AWS Database Blog

Predictive Analytics with Time-series Machine Learning on Amazon Timestream

Capacity planning for large applications can be difficult due to constantly changing requirements and the dynamic nature of modern infrastructures. Traditional reactive approaches, for instance, relying on static thresholds for some DevOps metrics like CPU and memory, fall short in such environments. In this post, we show how you can perform predictive analysis on aggregated DevOps data (CPU, memory, transactions per second) stored in Amazon Timestream by using Amazon SageMaker built-in algorithms. This enables proactive capacity planning to prevent potential business interruptions. This approach can be used to run machine learning on any time-series data stored in Timestream with SageMaker.

Timestream is a fast, scalable, and serverless time-series database service that makes it simple to store and analyze trillions of events per day. Timestream automatically scales up or down to adjust capacity and performance, so that you don’t have to manage the underlying infrastructure.

SageMaker is a fully managed machine learning (ML) service. With SageMaker, data scientists and developers can quickly and effortlessly build and train ML models, and then directly deploy them into a production-ready hosted environment. It provides an integrated Jupyter authoring notebook instance for quick access to your data sources for exploration and analysis, so you don’t have to manage servers. It also provides common ML algorithms that are optimized to run efficiently against extremely large data in a distributed environment.

Solution overview

DevOps teams can use Timestream to store metrics, logs, and other time-series data. You can then query this data to gain insights into your systems’ behaviors. Timestream can handle high volumes of incoming data with low latency, which enables teams to perform real-time analytics. DevOps teams can analyze performance metrics and other operational data in real time to facilitate quick decision-making.

The following reference architecture shows how you can use Timestream for DevOps use cases.

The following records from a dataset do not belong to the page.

//! Persona records and the read-only persona store.
//!
//! A persona is a synthetic respondent: an integer id, a bag of demographic
//! attributes and, optionally, the free-text responses it gave in the source
//! dataset. The store is loaded once from `personas.json` and shared
//! read-only with the simulation driver.

use std::collections::{BTreeMap, HashSet};
use std::path::Path;

use serde::{Deserialize, Serialize};
use serde_json::Value;

use crate::errors::StoreError;

/// One response carried over from the source dataset.
#[derive(Debug, Clone, PartialEq, Serialize, Deserialize)]
pub struct PriorResponse {
    /// 1-based position of the response within the persona's rows.
    pub question_id: u32,
    #[serde(default, skip_serializing_if = "Option::is_none")]
    pub instruction: Option<String>,
    #[serde(default, skip_serializing_if = "Option::is_none")]
    pub original_response: Option<String>,
    #[serde(default, skip_serializing_if = "Option::is_none")]
    pub revised_response: Option<String>,
}

/// A synthetic respondent.
#[derive(Debug, Clone, PartialEq, Serialize, Deserialize)]
pub struct Persona {
    #[serde(rename = "id")]
    pub persona_id: u64,
    #[serde(default, skip_serializing_if = "Option::is_none")]
    pub name: Option<String>,
    #[serde(default)]
    pub demographics: BTreeMap<String, Value>,
    #[serde(rename = "responses", default, skip_serializing_if = "Vec::is_empty")]
    pub prior_responses: Vec<PriorResponse>,
}

impl Persona {
    pub fn new(persona_id: u64) -> Self {
        Self {
            persona_id,
            name: None,
            demographics: BTreeMap::new(),
            prior_responses: Vec::new(),
        }
    }

    /// Builder-style helper used by tests and the conversion stage.
    pub fn with_demographic(mut self, key: impl Into<String>, value: impl Into<Value>) -> Self {
        self.demographics.insert(key.into(), value.into());
        self
    }

    /// Required demographic fields that are absent or blank.
    pub fn missing_demographics<'a>(&self, required: &'a [String]) -> Vec<&'a str> {
        required
            .iter()
            .filter(|field| match self.demographics.get(field.as_str()) {
                None | Some(Value::Null) => true,
                Some(Value::String(s)) => s.trim().is_empty(),
                Some(_) => false,
            })
            .map(String::as_str)
            .collect()
    }
}

/// On-disk shape of `personas.json`.
#[derive(Debug, Clone, Default, Serialize, Deserialize)]
pub struct PersonaFile {
    pub personas: Vec<Persona>,
}

/// In-memory persona collection. Ids are unique.
#[derive(Debug, Clone, Default)]
pub struct PersonaStore {
    personas: Vec<Persona>,
}

impl PersonaStore {
    /// Build a store, rejecting duplicate ids.
    pub fn new(personas: Vec<Persona>) -> Result<Self, StoreError> {
        let mut seen = HashSet::with_capacity(personas.len());
        for persona in &personas {
            if !seen.insert(persona.persona_id) {
                return Err(StoreError::DuplicatePersona(persona.persona_id));
            }
        }
        Ok(Self { personas })
    }

    /// Load `personas.json`.
    pub fn load(path: &Path) -> Result<Self, StoreError> {
        let raw = std::fs::read_to_string(path).map_err(|source| StoreError::Io {
            path: path.to_path_buf(),
            source,
        })?;
        let file: PersonaFile = serde_json::from_str(&raw).map_err(|source| StoreError::Json {
            path: path.to_path_buf(),
            source,
        })?;
        let store = Self::new(file.personas)?;
        tracing::info!(count = store.len(), path = %path.display(), "loaded personas");
        Ok(store)
    }

    /// Log a warning for every persona missing a required demographic field.
    ///
    /// Returns the number of incomplete personas.
    pub fn warn_incomplete(&self, required: &[String]) -> usize {
        let mut incomplete = 0;
        for persona in &self.personas {
            let missing = persona.missing_demographics(required);
            if !missing.is_empty() {
                incomplete += 1;
                tracing::warn!(
                    persona_id = persona.persona_id,
                    missing = ?missing,
                    "persona is missing demographic fields"
                );
            }
        }
        incomplete
    }

    pub fn get(&self, persona_id: u64) -> Option<&Persona> {
        self.personas.iter().find(|p| p.persona_id == persona_id)
    }

    pub fn iter(&self) -> impl Iterator<Item = &Persona> {
        self.personas.iter()
    }

    pub fn as_slice(&self) -> &[Persona] {
        &self.personas
    }

    pub fn len(&self) -> usize {
        self.personas.len()
    }

    pub fn is_empty(&self) -> bool {
        self.personas.is_empty()
    }

    pub fn to_file(&self) -> PersonaFile {
        PersonaFile {
            personas: self.personas.clone(),
        }
    }
}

The solution consists of the following key components:

Prerequisites

To follow this post, you should be familiar with the key concepts of Timestream, SageMaker, Amazon Simple Storage Service (Amazon S3), AWS Identity and Access Management (IAM), and Python. This post also includes a hands-on lab for using an AWS CloudFormation template and Jupyter notebook to provision and interact with the relevant AWS services. An AWS account with the necessary IAM privileges is required.

Launch the hands-on lab

Complete the following steps to launch the hands-on lab:

  1. Launch the CloudFormation stack:
    Launch Stack
    Note: This solution creates AWS resources that incur costs on your account, make sure you delete the stack once you’re done.
  2. Provide a stack name and keep all other options as default.
    This stack creates a Timestream database and table, and ingests sample aggregated DevOps data. It also creates a SageMaker notebook instance and S3 bucket.
  3. When the stack is complete, make a note of the notebook instance and S3 bucket name listed on the stack’s Outputs tab on the AWS CloudFormation console.
    We use the SageMaker notebook instance to prepare data from Timestream, train an ML model, and run predictions.
  4. To access to the notebook instance, navigate to the SageMaker console and choose Notebook instances in the navigation pane.
  5. Open the instance created by the CloudFormation stack.
  6. When the status of the notebook is InService, choose Open Jupyter.
    The following example shows a notebook instance called TimeseriesDataAnalysis.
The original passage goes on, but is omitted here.